Information supplied =
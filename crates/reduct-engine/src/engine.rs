//! The engine contract and the tagged engine handle.

use std::fmt;
use std::sync::Arc;

use reduct_core::Expression;

use crate::bulk::BulkEngine;
use crate::config::EngineKind;
use crate::default::DefaultEngine;
use crate::error::Result;

/// A pluggable evaluator.
///
/// Implementations must be deterministic: the same input evaluated by the
/// same engine always gives the same output. They must not retain
/// references into their input or mutate it.
pub trait Engine: Send + Sync {
    /// A short name for diagnostics.
    fn name(&self) -> &str;

    /// Evaluates an expression.
    ///
    /// # Errors
    ///
    /// Returns an error only when the engine itself fails; non-reducible
    /// input yields a partial result instead. The built-in engines fail
    /// with `DepthExceeded` on input nested deeper than
    /// [`MAX_DEPTH`](crate::MAX_DEPTH).
    fn evaluate(&self, expr: &Expression) -> Result<Expression>;
}

impl<E: Engine + ?Sized> Engine for Arc<E> {
    fn name(&self) -> &str {
        (**self).name()
    }

    fn evaluate(&self, expr: &Expression) -> Result<Expression> {
        (**self).evaluate(expr)
    }
}

/// A cheaply clonable handle to one of the engine variants.
#[derive(Clone)]
pub enum EngineHandle {
    /// The element-by-element term rewriter.
    Default(Arc<DefaultEngine>),
    /// The batched-fold engine.
    Bulk(Arc<BulkEngine>),
    /// Any other conforming engine, typically an external adapter.
    External(Arc<dyn Engine>),
}

impl EngineHandle {
    /// A default engine with the standard rules.
    #[must_use]
    pub fn default_engine() -> Self {
        EngineHandle::Default(Arc::new(DefaultEngine::new()))
    }

    /// A bulk engine with the standard rules and default configuration.
    #[must_use]
    pub fn bulk() -> Self {
        EngineHandle::Bulk(Arc::new(BulkEngine::new()))
    }

    /// Wraps any engine as an external handle.
    pub fn external(engine: impl Engine + 'static) -> Self {
        EngineHandle::External(Arc::new(engine))
    }

    /// Creates a fresh built-in engine of the given kind.
    ///
    /// Returns `None` for [`EngineKind::External`], which has no built-in
    /// implementation.
    #[must_use]
    pub fn from_kind(kind: EngineKind) -> Option<Self> {
        match kind {
            EngineKind::Default => Some(Self::default_engine()),
            EngineKind::Bulk => Some(Self::bulk()),
            EngineKind::External => None,
        }
    }

    /// Returns the variant tag.
    #[must_use]
    pub fn kind(&self) -> EngineKind {
        match self {
            EngineHandle::Default(_) => EngineKind::Default,
            EngineHandle::Bulk(_) => EngineKind::Bulk,
            EngineHandle::External(_) => EngineKind::External,
        }
    }

    /// Returns true if both handles point at the same engine instance.
    #[must_use]
    pub fn ptr_eq(&self, other: &Self) -> bool {
        match (self, other) {
            (EngineHandle::Default(a), EngineHandle::Default(b)) => Arc::ptr_eq(a, b),
            (EngineHandle::Bulk(a), EngineHandle::Bulk(b)) => Arc::ptr_eq(a, b),
            (EngineHandle::External(a), EngineHandle::External(b)) => {
                Arc::as_ptr(a).cast::<()>() == Arc::as_ptr(b).cast::<()>()
            }
            _ => false,
        }
    }
}

impl Default for EngineHandle {
    fn default() -> Self {
        Self::default_engine()
    }
}

impl From<DefaultEngine> for EngineHandle {
    fn from(engine: DefaultEngine) -> Self {
        EngineHandle::Default(Arc::new(engine))
    }
}

impl From<BulkEngine> for EngineHandle {
    fn from(engine: BulkEngine) -> Self {
        EngineHandle::Bulk(Arc::new(engine))
    }
}

impl Engine for EngineHandle {
    fn name(&self) -> &str {
        match self {
            EngineHandle::Default(engine) => engine.name(),
            EngineHandle::Bulk(engine) => engine.name(),
            EngineHandle::External(engine) => engine.name(),
        }
    }

    fn evaluate(&self, expr: &Expression) -> Result<Expression> {
        match self {
            EngineHandle::Default(engine) => engine.evaluate(expr),
            EngineHandle::Bulk(engine) => engine.evaluate(expr),
            EngineHandle::External(engine) => engine.evaluate(expr),
        }
    }
}

impl fmt::Debug for EngineHandle {
    fn fmt(&self, f: &mut fmt::Formatter<'_>) -> fmt::Result {
        write!(f, "EngineHandle::{:?}({})", self.kind(), self.name())
    }
}

#[cfg(test)]
mod tests {
    use super::*;
    use reduct_core::call;

    struct Echo;

    impl Engine for Echo {
        fn name(&self) -> &str {
            "echo"
        }

        fn evaluate(&self, expr: &Expression) -> Result<Expression> {
            Ok(expr.clone())
        }
    }

    #[test]
    fn test_kinds_and_names() {
        assert_eq!(EngineHandle::default_engine().kind(), EngineKind::Default);
        assert_eq!(EngineHandle::bulk().kind(), EngineKind::Bulk);
        assert_eq!(EngineHandle::external(Echo).kind(), EngineKind::External);

        assert_eq!(EngineHandle::default_engine().name(), "default");
        assert_eq!(EngineHandle::bulk().name(), "bulk");
        assert_eq!(EngineHandle::external(Echo).name(), "echo");
    }

    #[test]
    fn test_from_kind() {
        assert_eq!(
            EngineHandle::from_kind(EngineKind::Bulk).map(|h| h.kind()),
            Some(EngineKind::Bulk)
        );
        assert!(EngineHandle::from_kind(EngineKind::External).is_none());
    }

    #[test]
    fn test_handle_dispatch() {
        let e = call!("Plus", 1, 2);

        assert_eq!(EngineHandle::default_engine().evaluate(&e).unwrap(), Expression::from(3));
        assert_eq!(EngineHandle::bulk().evaluate(&e).unwrap(), Expression::from(3));
        assert_eq!(EngineHandle::external(Echo).evaluate(&e).unwrap(), e);
    }

    #[test]
    fn test_ptr_eq() {
        let a = EngineHandle::bulk();
        let b = a.clone();

        assert!(a.ptr_eq(&b));
        assert!(!a.ptr_eq(&EngineHandle::bulk()));
        assert!(!a.ptr_eq(&EngineHandle::default_engine()));
    }

    #[test]
    fn test_debug() {
        assert_eq!(
            format!("{:?}", EngineHandle::bulk()),
            "EngineHandle::Bulk(bulk)"
        );
    }
}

Assignment = What is the number of lines in the entries above that hold the string "input"? Please state that number alone.

Final answer = 4